## Work order
The data below calls for an exact copy.

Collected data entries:
■ ■ ■ ■ ■

//! Route handlers

use std::collections::HashMap;
use std::sync::Arc;

use axum::{
    body::Body,
    extract::{Path as UrlPath, Query, RawQuery, Request, State},
    http::{header, HeaderMap, Method, StatusCode, Uri},
    response::{Html, IntoResponse, Redirect, Response},
    Json,
};
use cashvm_opcodes::OpcodeRow;
use tower_http::services::ServeDir;

use crate::error::ApiError;
use crate::page::render_page;
use crate::server::ServerState;

/// Entry document path
pub const ENTRY_PATH: &str = "/opcodes";

const INDEX_FILE: &str = "index.html";

const HTML_CONTENT_TYPE: &str = "text/html; charset=utf-8";

/// `GET /`: temporary redirect to the entry document, keeping the query
pub(crate) async fn redirect_root(RawQuery(query): RawQuery) -> Redirect {
    match query.filter(|query| !query.is_empty()) {
        Some(query) => Redirect::temporary(&format!("{ENTRY_PATH}?{query}")),
        None => Redirect::temporary(ENTRY_PATH),
    }
}

/// `GET /opcodes[/*]`: deployed `index.html`, else the built-in page
pub(crate) async fn entry_document(
    State(state): State<Arc<ServerState>>,
    Query(params): Query<HashMap<String, String>>,
) -> Response {
    for dir in &state.static_dirs {
        let index = dir.join(INDEX_FILE);
        if let Ok(body) = tokio::fs::read(&index).await {
            tracing::debug!(path = %index.display(), "serving entry document");
            return ([(header::CONTENT_TYPE, HTML_CONTENT_TYPE)], body).into_response();
        }
    }

    let search = params.get("q").map(String::as_str);
    Html(render_page(state.catalog, search)).into_response()
}

/// `GET /api/opcodes`
pub(crate) async fn list_opcodes(
    State(state): State<Arc<ServerState>>,
) -> Json<&'static [OpcodeRow]> {
    Json(state.catalog.table().rows())
}

/// `GET /api/opcodes/:id`
pub(crate) async fn show_opcode(
    State(state): State<Arc<ServerState>>,
    UrlPath(id): UrlPath<String>,
) -> Result<Json<&'static OpcodeRow>, ApiError> {
    state
        .catalog
        .table()
        .lookup(&id)
        .map(Json)
        .ok_or_else(|| ApiError::unknown_opcode(&id))
}

/// `GET /api/categories`
pub(crate) async fn list_categories(
    State(state): State<Arc<ServerState>>,
) -> Json<Vec<&'static str>> {
    Json(
        state
            .catalog
            .table()
            .categories()
            .iter()
            .map(|category| category.as_str())
            .collect(),
    )
}

/// Anything else: a file from the first asset directory that has it
pub(crate) async fn static_file(
    State(state): State<Arc<ServerState>>,
    method: Method,
    uri: Uri,
    headers: HeaderMap,
) -> Response {
    if !is_servable(uri.path()) {
        return not_found();
    }

    for dir in &state.static_dirs {
        let mut request = Request::new(Body::empty());
        *request.method_mut() = method.clone();
        *request.uri_mut() = uri.clone();
        *request.headers_mut() = headers.clone();

        let mut assets = ServeDir::new(dir);
        match assets.try_call(request).await {
            Ok(response) if response.status() == StatusCode::NOT_FOUND => continue,
            Ok(response) => return response.map(Body::new),
            Err(e) => {
                tracing::warn!(dir = %dir.display(), error = %e, "failed to serve asset");
            }
        }
    }

    not_found()
}

fn not_found() -> Response {
    (StatusCode::NOT_FOUND, "Not Found").into_response()
}

// Only plain relative paths: no `.`/`..` segments and no dotfiles
fn is_servable(path: &str) -> bool {
    let Ok(decoded) = urlencoding::decode(path) else {
        return false;
    };

    let mut segments = decoded
        .split(['/', '\\'])
        .filter(|segment| !segment.is_empty())
        .peekable();
    segments.peek().is_some() && segments.all(|segment| !segment.starts_with('.'))
}
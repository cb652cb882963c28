//! # cashvm-opcodes
//!
//! The CashVM opcode table.
//!
//! This crate provides:
//! - The raw BCH 2023 and BCH 2026 revision mappings
//! - Category classification and specification references
//! - The derived, immutable 256-row [`OpcodeTable`]
//!
//! ## Usage
//!
//! ```
//! let table = cashvm_opcodes::opcodes();
//! let row = table.resolve("op_checkdatasig").unwrap();
//! assert_eq!(row.byte, "0xBA");
//! ```

#![warn(missing_docs)]
#![warn(clippy::all)]

pub mod category;
pub mod revision;
pub mod specification;
mod table;

pub use category::{classify, Category, ParseCategoryError};
pub use revision::{Revision, BCH_2023, BCH_2026};
pub use specification::{specifications_for, SpecDocument, Specification};
pub use table::{
    format_byte, normalize_name, OpcodeRow, OpcodeTable, MISSING_DESCRIPTION,
    UNDEFINED_DESCRIPTION,
};

use std::sync::LazyLock;

static OPCODES: LazyLock<OpcodeTable> = LazyLock::new(|| OpcodeTable::build(&BCH_2026, &BCH_2023));

/// The process-wide table, built from BCH 2026 over BCH 2023 on first use
pub fn opcodes() -> &'static OpcodeTable {
    &OPCODES
}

■ ■ ■ ■ ■

## Solved problem
//! Route handlers

use std::collections::HashMap;
use std::sync::Arc;

use axum::{
    body::Body,
    extract::{Path as UrlPath, Query, RawQuery, Request, State},
    http::{header, HeaderMap, Method, StatusCode, Uri},
    response::{Html, IntoResponse, Redirect, Response},
    Json,
};
use cashvm_opcodes::OpcodeRow;
use tower_http::services::ServeDir;

use crate::error::ApiError;
use crate::page::render_page;
use crate::server::ServerState;

/// Entry document path
pub const ENTRY_PATH: &str = "/opcodes";

const INDEX_FILE: &str = "index.html";

const HTML_CONTENT_TYPE: &str = "text/html; charset=utf-8";

/// `GET /`: temporary redirect to the entry document, keeping the query
pub(crate) async fn redirect_root(RawQuery(query): RawQuery) -> Redirect {
    match query.filter(|query| !query.is_empty()) {
        Some(query) => Redirect::temporary(&format!("{ENTRY_PATH}?{query}")),
        None => Redirect::temporary(ENTRY_PATH),
    }
}

/// `GET /opcodes[/*]`: deployed `index.html`, else the built-in page
pub(crate) async fn entry_document(
    State(state): State<Arc<ServerState>>,
    Query(params): Query<HashMap<String, String>>,
) -> Response {
    for dir in &state.static_dirs {
        let index = dir.join(INDEX_FILE);
        if let Ok(body) = tokio::fs::read(&index).await {
            tracing::debug!(path = %index.display(), "serving entry document");
            return ([(header::CONTENT_TYPE, HTML_CONTENT_TYPE)], body).into_response();
        }
    }

    let search = params.get("q").map(String::as_str);
    Html(render_page(state.catalog, search)).into_response()
}

/// `GET /api/opcodes`
pub(crate) async fn list_opcodes(
    State(state): State<Arc<ServerState>>,
) -> Json<&'static [OpcodeRow]> {
    Json(state.catalog.table().rows())
}

/// `GET /api/opcodes/:id`
pub(crate) async fn show_opcode(
    State(state): State<Arc<ServerState>>,
    UrlPath(id): UrlPath<String>,
) -> Result<Json<&'static OpcodeRow>, ApiError> {
    state
        .catalog
        .table()
        .lookup(&id)
        .map(Json)
        .ok_or_else(|| ApiError::unknown_opcode(&id))
}

/// `GET /api/categories`
pub(crate) async fn list_categories(
    State(state): State<Arc<ServerState>>,
) -> Json<Vec<&'static str>> {
    Json(
        state
            .catalog
            .table()
            .categories()
            .iter()
            .map(|category| category.as_str())
            .collect(),
    )
}

/// Anything else: a file from the first asset directory that has it
pub(crate) async fn static_file(
    State(state): State<Arc<ServerState>>,
    method: Method,
    uri: Uri,
    headers: HeaderMap,
) -> Response {
    if !is_servable(uri.path()) {
        return not_found();
    }

    for dir in &state.static_dirs {
        let mut request = Request::new(Body::empty());
        *request.method_mut() = method.clone();
        *request.uri_mut() = uri.clone();
        *request.headers_mut() = headers.clone();

        let mut assets = ServeDir::new(dir);
        match assets.try_call(request).await {
            Ok(response) if response.status() == StatusCode::NOT_FOUND => continue,
            Ok(response) => return response.map(Body::new),
            Err(e) => {
                tracing::warn!(dir = %dir.display(), error = %e, "failed to serve asset");
            }
        }
    }

    not_found()
}

fn not_found() -> Response {
    (StatusCode::NOT_FOUND, "Not Found").into_response()
}

// Only plain relative paths: no `.`/`..` segments and no dotfiles
fn is_servable(path: &str) -> bool {
    let Ok(decoded) = urlencoding::decode(path) else {
        return false;
    };

    let mut segments = decoded
        .split(['/', '\\'])
        .filter(|segment| !segment.is_empty())
        .peekable();
    segments.peek().is_some() && segments.all(|segment| !segment.starts_with('.'))
}
repository cb652cb882963c28
//! # cashvm-opcodes
//!
//! The CashVM opcode table.
//!
//! This crate provides:
//! - The raw BCH 2023 and BCH 2026 revision mappings
//! - Category classification and specification references
//! - The derived, immutable 256-row [`OpcodeTable`]
//!
//! ## Usage
//!
//! ```
//! let table = cashvm_opcodes::opcodes();
//! let row = table.resolve("op_checkdatasig").unwrap();
//! assert_eq!(row.byte, "0xBA");
//! ```

#![warn(missing_docs)]
#![warn(clippy::all)]

pub mod category;
pub mod revision;
pub mod specification;
mod table;

pub use category::{classify, Category, ParseCategoryError};
pub use revision::{Revision, BCH_2023, BCH_2026};
pub use specification::{specifications_for, SpecDocument, Specification};
pub use table::{
    format_byte, normalize_name, OpcodeRow, OpcodeTable, MISSING_DESCRIPTION,
    UNDEFINED_DESCRIPTION,
};

use std::sync::LazyLock;

static OPCODES: LazyLock<OpcodeTable> = LazyLock::new(|| OpcodeTable::build(&BCH_2026, &BCH_2023));

/// The process-wide table, built from BCH 2026 over BCH 2023 on first use
pub fn opcodes() -> &'static OpcodeTable {
    &OPCODES
}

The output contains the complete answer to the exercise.